**WORK ITEM**:
The answer must consist of every line in the data that contains "kept".

THE DATA Start Marker

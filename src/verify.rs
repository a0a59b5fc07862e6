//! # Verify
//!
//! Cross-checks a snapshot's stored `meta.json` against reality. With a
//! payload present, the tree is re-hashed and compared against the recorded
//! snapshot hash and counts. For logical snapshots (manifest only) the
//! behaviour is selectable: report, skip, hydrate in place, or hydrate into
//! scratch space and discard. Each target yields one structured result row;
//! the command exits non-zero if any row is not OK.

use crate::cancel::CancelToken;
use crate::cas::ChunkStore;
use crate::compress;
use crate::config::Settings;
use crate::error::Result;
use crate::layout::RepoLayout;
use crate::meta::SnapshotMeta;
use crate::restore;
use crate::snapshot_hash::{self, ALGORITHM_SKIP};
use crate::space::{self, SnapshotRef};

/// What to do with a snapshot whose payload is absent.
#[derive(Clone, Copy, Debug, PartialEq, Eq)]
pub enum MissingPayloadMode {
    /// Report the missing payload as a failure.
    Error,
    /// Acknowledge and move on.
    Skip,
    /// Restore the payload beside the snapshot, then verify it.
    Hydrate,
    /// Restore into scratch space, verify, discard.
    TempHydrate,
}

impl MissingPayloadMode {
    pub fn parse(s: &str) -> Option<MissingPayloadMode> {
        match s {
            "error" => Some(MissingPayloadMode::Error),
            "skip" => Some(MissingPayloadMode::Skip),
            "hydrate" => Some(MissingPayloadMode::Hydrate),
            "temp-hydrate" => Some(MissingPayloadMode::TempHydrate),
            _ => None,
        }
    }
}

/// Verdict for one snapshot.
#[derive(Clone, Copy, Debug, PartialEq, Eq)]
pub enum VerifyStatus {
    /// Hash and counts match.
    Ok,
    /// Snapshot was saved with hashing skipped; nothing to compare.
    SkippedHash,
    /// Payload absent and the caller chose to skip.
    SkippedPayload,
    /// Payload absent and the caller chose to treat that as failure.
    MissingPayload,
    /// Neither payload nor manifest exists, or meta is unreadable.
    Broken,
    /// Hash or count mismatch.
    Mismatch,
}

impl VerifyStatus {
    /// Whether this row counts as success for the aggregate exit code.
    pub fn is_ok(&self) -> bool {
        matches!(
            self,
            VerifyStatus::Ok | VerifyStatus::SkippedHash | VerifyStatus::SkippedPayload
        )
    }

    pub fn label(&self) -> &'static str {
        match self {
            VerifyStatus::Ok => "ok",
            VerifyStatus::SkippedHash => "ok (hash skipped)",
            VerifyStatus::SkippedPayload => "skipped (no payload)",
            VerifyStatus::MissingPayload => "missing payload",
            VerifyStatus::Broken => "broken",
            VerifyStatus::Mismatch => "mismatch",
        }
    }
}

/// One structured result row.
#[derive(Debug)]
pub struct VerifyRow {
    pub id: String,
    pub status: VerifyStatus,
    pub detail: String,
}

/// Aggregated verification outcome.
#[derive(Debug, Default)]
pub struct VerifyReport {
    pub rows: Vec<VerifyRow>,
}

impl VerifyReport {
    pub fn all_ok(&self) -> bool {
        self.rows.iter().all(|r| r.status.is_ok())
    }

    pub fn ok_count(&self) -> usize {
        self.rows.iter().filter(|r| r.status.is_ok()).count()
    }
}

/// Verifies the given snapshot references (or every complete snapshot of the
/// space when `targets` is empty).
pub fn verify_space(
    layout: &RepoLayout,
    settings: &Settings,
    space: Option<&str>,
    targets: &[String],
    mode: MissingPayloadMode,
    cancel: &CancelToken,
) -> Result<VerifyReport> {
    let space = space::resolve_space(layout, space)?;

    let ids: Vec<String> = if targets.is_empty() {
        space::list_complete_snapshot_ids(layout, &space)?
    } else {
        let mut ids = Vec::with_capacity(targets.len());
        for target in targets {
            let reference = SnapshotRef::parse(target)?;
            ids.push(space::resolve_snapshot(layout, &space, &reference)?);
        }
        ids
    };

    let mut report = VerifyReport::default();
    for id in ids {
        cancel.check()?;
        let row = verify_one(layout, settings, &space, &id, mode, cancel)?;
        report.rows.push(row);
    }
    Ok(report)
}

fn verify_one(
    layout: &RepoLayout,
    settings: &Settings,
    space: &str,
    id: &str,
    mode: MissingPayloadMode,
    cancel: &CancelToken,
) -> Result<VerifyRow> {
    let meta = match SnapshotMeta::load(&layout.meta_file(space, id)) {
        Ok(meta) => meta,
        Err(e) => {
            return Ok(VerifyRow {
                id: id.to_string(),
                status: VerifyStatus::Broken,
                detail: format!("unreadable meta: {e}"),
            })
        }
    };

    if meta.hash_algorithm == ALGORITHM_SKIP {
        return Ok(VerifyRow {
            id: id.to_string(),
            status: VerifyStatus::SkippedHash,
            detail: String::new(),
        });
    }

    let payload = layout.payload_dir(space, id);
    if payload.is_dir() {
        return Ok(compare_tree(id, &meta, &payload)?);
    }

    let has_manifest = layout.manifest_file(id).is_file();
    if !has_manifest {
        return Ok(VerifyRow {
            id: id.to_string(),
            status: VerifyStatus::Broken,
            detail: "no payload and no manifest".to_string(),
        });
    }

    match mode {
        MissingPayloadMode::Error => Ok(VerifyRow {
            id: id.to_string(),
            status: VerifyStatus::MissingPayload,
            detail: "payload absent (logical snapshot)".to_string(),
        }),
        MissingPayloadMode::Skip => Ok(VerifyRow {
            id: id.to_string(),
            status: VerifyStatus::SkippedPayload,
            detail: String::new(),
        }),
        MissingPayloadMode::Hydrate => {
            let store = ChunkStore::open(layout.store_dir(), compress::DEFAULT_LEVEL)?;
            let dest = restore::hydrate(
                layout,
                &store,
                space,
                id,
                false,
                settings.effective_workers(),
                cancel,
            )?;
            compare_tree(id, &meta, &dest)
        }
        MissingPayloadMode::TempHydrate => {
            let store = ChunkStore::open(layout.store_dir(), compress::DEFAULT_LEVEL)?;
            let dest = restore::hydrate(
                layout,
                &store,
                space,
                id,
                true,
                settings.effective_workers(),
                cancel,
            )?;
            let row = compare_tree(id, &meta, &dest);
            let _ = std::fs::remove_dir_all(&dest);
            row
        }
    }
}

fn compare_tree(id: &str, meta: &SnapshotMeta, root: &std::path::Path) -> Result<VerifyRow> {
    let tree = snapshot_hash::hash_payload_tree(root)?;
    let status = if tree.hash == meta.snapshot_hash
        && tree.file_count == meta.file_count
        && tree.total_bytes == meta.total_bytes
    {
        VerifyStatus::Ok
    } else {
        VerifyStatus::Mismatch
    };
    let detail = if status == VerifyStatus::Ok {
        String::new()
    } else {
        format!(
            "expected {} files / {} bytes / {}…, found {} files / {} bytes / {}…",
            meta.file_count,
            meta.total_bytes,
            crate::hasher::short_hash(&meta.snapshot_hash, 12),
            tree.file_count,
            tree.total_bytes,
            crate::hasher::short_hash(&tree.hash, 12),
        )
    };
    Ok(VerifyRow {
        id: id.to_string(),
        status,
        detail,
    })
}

THE DATA End Marker
THE DATA Start Marker

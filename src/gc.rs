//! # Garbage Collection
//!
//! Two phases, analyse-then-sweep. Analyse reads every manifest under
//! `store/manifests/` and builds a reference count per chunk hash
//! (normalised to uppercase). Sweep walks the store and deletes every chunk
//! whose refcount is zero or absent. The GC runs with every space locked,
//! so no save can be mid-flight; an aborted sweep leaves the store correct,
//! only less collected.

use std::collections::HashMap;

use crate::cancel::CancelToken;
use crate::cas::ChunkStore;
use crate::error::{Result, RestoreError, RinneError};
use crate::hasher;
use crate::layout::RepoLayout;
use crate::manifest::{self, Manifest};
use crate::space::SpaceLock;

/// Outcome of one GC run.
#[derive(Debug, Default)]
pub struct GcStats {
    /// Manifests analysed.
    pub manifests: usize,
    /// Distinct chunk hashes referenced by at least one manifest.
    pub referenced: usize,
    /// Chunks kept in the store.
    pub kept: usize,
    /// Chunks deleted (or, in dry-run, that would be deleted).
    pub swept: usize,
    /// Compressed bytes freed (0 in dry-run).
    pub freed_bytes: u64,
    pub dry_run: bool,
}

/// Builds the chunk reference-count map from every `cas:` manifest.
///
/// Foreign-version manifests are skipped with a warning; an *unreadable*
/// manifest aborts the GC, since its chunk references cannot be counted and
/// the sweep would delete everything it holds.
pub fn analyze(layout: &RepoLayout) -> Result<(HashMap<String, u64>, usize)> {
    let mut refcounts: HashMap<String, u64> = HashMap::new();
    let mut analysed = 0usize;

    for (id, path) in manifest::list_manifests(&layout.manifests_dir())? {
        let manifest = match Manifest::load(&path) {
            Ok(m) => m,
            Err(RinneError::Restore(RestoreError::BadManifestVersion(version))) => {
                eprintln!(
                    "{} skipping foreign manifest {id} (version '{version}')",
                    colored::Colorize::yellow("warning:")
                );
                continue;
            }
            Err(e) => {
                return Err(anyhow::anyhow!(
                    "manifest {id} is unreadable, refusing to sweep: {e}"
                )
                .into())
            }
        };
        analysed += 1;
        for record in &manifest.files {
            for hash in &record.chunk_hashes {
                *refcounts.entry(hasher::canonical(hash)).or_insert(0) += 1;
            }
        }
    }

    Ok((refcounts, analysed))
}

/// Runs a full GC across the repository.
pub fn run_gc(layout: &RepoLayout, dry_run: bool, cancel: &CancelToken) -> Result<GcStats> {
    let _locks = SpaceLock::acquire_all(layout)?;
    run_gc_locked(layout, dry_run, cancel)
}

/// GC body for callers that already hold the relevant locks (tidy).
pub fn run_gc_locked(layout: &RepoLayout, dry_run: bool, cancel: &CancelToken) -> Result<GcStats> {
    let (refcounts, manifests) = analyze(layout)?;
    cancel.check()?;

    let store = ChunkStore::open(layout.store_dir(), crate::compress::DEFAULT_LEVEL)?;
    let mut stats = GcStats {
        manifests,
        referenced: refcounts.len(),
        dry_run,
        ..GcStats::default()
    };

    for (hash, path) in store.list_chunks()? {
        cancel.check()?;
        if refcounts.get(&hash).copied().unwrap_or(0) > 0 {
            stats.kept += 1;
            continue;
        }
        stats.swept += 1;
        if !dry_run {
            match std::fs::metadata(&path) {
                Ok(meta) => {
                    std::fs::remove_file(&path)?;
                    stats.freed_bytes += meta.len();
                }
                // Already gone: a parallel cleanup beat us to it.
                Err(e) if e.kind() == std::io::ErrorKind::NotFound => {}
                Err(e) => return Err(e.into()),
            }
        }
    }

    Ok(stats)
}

THE DATA End Marker

**THE COMPLETED TASK**:
    /// Chunks kept in the store.
    pub kept: usize,
            stats.kept += 1;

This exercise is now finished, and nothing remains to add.